Mon réglage personnel est d’appliquer un gain de +2 dB sur chaque piste de voix.

Noise gate

Là encore, à n’appliquer que sur les voix, pour « nettoyer » votre enregistrement des bruits parasites qui auraient pu s’y glisser. Le noise gate est, comme son nom l’indique, un portail qui laisse entrer ou pas un son en fonction de son intensité (pas de sa fréquence… ça, ce sera le boulot de l’EQ).

En gros, cet effet vous permet de déterminer un seuil d’intensité en dB en deçà duquel tous les signaux sonores seront supprimés. Il faut bien le régler, parce que, si vous allez trop bas, vous allez laisser passer le petit ronflement du ventilateur qui se faisait entendre dans la pièce à côté quand vous enregistriez, mais si vous le paramétrez trop haut, vous allez aussi manger les sons qui dans votre voix sont naturellement plus bas en intensité… et ça risque de devenir vraiment moche pour la compréhension.

Mon réglage personnel est d’appliquer un noise gate de -50 dB sur toutes les pistes de voix. C’est-à-dire que, sur chacune, les sons qui seront inférieurs à -50 dB seront simplement supprimés.
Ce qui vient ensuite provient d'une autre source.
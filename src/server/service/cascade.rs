//! Delete cascades for pharmacies, products, units and product images.
//!
//! A row referenced by any order line is soft-deleted: it keeps its history, open orders
//! referencing it are canceled and its stock is marked deleted. Unreferenced rows are
//! hard-deleted along with their children. Carts pointing at the row are purged either
//! way. Media files are never touched here: URLs freed by a hard delete are returned so
//! the caller can remove them once the transaction has committed.

use sea_orm::ConnectionTrait;

use crate::server::{
    data::{
        admin::AdminRepository, cart::CartRepository, category::ProductCategoryRepository,
        image::ProductImageRepository, order::OrderRepository, pharmacy::PharmacyRepository,
        product::ProductRepository, unit::UnitRepository, CatalogRef,
    },
    error::{invariant::InvariantError, lookup::LookupError, Error},
    service::stock::{DeleteMode, StockProvisioner},
};

/// What a cascade did
#[derive(Debug, Default, Clone, PartialEq)]
pub struct CascadeOutcome {
    pub soft_deleted: bool,
    pub canceled_orders: u64,
    pub unassigned_admins: u64,
    /// Media URLs no longer referenced by any row
    pub orphaned_media: Vec<String>,
}

pub struct CascadeDeleter<'a, C: ConnectionTrait> {
    db: &'a C,
}

impl<'a, C: ConnectionTrait> CascadeDeleter<'a, C> {
    /// Creates a new instance of [`CascadeDeleter`]
    pub fn new(db: &'a C) -> Self {
        Self { db }
    }

    pub async fn delete_pharmacy(
        &self,
        pharmacy: &entity::pharmacy::Model,
    ) -> Result<CascadeOutcome, Error> {
        if pharmacy.is_main {
            return Err(InvariantError::CannotDeleteMainPharmacy.into());
        }

        let target = CatalogRef::Pharmacy(pharmacy.id);
        let order_repo = OrderRepository::new(self.db);
        let stock = StockProvisioner::new(self.db);

        let mut outcome = CascadeOutcome {
            soft_deleted: order_repo.is_referenced(target).await?,
            ..Default::default()
        };

        CartRepository::new(self.db).delete_by(target).await?;
        outcome.unassigned_admins = AdminRepository::new(self.db)
            .unassign_by_pharmacy(pharmacy.id)
            .await?;

        let pharmacy_repo = PharmacyRepository::new(self.db);
        if outcome.soft_deleted {
            outcome.canceled_orders = self.cancel_open_orders(target).await?;
            stock
                .on_pharmacy_deleted(pharmacy.id, DeleteMode::Soft)
                .await?;
            order_repo
                .soft_delete_order_stock_by_pharmacy(pharmacy.id)
                .await?;
            pharmacy_repo.soft_delete(pharmacy.id).await?;
        } else {
            stock
                .on_pharmacy_deleted(pharmacy.id, DeleteMode::Hard)
                .await?;
            pharmacy_repo.delete(pharmacy.id).await?;
            outcome.orphaned_media.push(pharmacy.picture.clone());
        }

        tracing::info!(
            pharmacy_id = pharmacy.id,
            soft_deleted = outcome.soft_deleted,
            canceled_orders = outcome.canceled_orders,
            "Deleted pharmacy"
        );

        Ok(outcome)
    }

    /// Published products and products referenced by orders are soft-deleted
    pub async fn delete_product(
        &self,
        product: &entity::product::Model,
    ) -> Result<CascadeOutcome, Error> {
        let target = CatalogRef::Product(product.id);
        let stock = StockProvisioner::new(self.db);

        let referenced = OrderRepository::new(self.db).is_referenced(target).await?;
        let mut outcome = CascadeOutcome {
            soft_deleted: product.published || referenced,
            ..Default::default()
        };

        CartRepository::new(self.db).delete_by(target).await?;

        let product_repo = ProductRepository::new(self.db);
        if outcome.soft_deleted {
            outcome.canceled_orders = self.cancel_open_orders(target).await?;
            stock.on_product_deleted(product.id, DeleteMode::Soft).await?;
            product_repo.soft_delete(product.id).await?;
        } else {
            stock.on_product_deleted(product.id, DeleteMode::Hard).await?;
            ProductCategoryRepository::new(self.db)
                .delete_by_product(product.id)
                .await?;
            UnitRepository::new(self.db)
                .delete_by_product(product.id)
                .await?;
            outcome.orphaned_media = ProductImageRepository::new(self.db)
                .delete_by_product(product.id)
                .await?;
            product_repo.delete(product.id).await?;
        }

        tracing::info!(
            product_id = product.id,
            soft_deleted = outcome.soft_deleted,
            canceled_orders = outcome.canceled_orders,
            "Deleted product"
        );

        Ok(outcome)
    }

    pub async fn delete_unit(
        &self,
        product: &entity::product::Model,
        unit: &entity::unit_product::Model,
    ) -> Result<CascadeOutcome, Error> {
        let unit_repo = UnitRepository::new(self.db);
        let live_units = unit_repo.count_live_by_product(product.id).await?;

        if unit.is_main && live_units > 1 {
            return Err(InvariantError::CannotDeleteMainUnit.into());
        }
        if product.published && live_units <= 1 {
            return Err(InvariantError::CannotDeleteLastUnit.into());
        }

        let target = CatalogRef::Unit(unit.id);

        let mut outcome = CascadeOutcome {
            soft_deleted: OrderRepository::new(self.db).is_referenced(target).await?,
            ..Default::default()
        };

        CartRepository::new(self.db).delete_by(target).await?;

        if outcome.soft_deleted {
            outcome.canceled_orders = self.cancel_open_orders(target).await?;
            unit_repo.soft_delete(unit.id).await?;
        } else {
            unit_repo.delete(unit.id).await?;
        }

        tracing::info!(
            unit_id = unit.id,
            soft_deleted = outcome.soft_deleted,
            "Deleted unit"
        );

        Ok(outcome)
    }

    /// Images are never referenced by orders so the row is always removed
    pub async fn delete_image(
        &self,
        product: &entity::product::Model,
        image: &entity::product_image::Model,
    ) -> Result<CascadeOutcome, Error> {
        if product.deleted_at.is_some() {
            return Err(LookupError::ProductGone(product.id).into());
        }

        let image_repo = ProductImageRepository::new(self.db);
        let image_count = image_repo.count_by_product(product.id).await?;

        if image.is_thumbnail && image_count > 1 {
            return Err(InvariantError::CannotDeleteThumbnail.into());
        }
        if product.published && image.is_thumbnail {
            return Err(InvariantError::CannotDeletePublishedThumbnail.into());
        }
        if product.published && image_count <= 1 {
            return Err(InvariantError::CannotDeleteLastImage.into());
        }

        image_repo.delete(image.id).await?;

        tracing::info!(image_id = image.id, product_id = product.id, "Deleted product image");

        Ok(CascadeOutcome {
            orphaned_media: vec![image.image_url.clone()],
            ..Default::default()
        })
    }

    async fn cancel_open_orders(&self, target: CatalogRef) -> Result<u64, Error> {
        let order_repo = OrderRepository::new(self.db);

        let order_ids = order_repo.find_open_order_ids(target).await?;
        let canceled = order_repo.cancel(&order_ids).await?;

        Ok(canceled)
    }
}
On voit bien l’intérêt d’avoir d’abord appliqué un gain à la piste : ainsi, vous allez « attraper » beaucoup plus de bruits parasites, puisque vous avez augmenté leur volume précédemment.

Compresseur

Ensuite vient donc le temps de la compression audio. C’est une opération qui consiste à amplifier de façon variable le signal qui y entre, de manière à en diminuer l’intensité s’il dépasse un certain seuil. C’est en quelque sorte le « miroir » du noise gate, mais dans les hautes intensités. Un miroir qui, de plus, est déformant, car il ne va pas supprimer les sons, mais en diminuer l’intensité lorsqu’ils dépassent le seuil, et plus ils dépasseront, plus ils seront diminués.

Un compresseur a pour effet d’augmenter le niveau sonore moyen de la piste, tout en en limitant les crêtes.

J’applique cet effet aux seules pistes vocales.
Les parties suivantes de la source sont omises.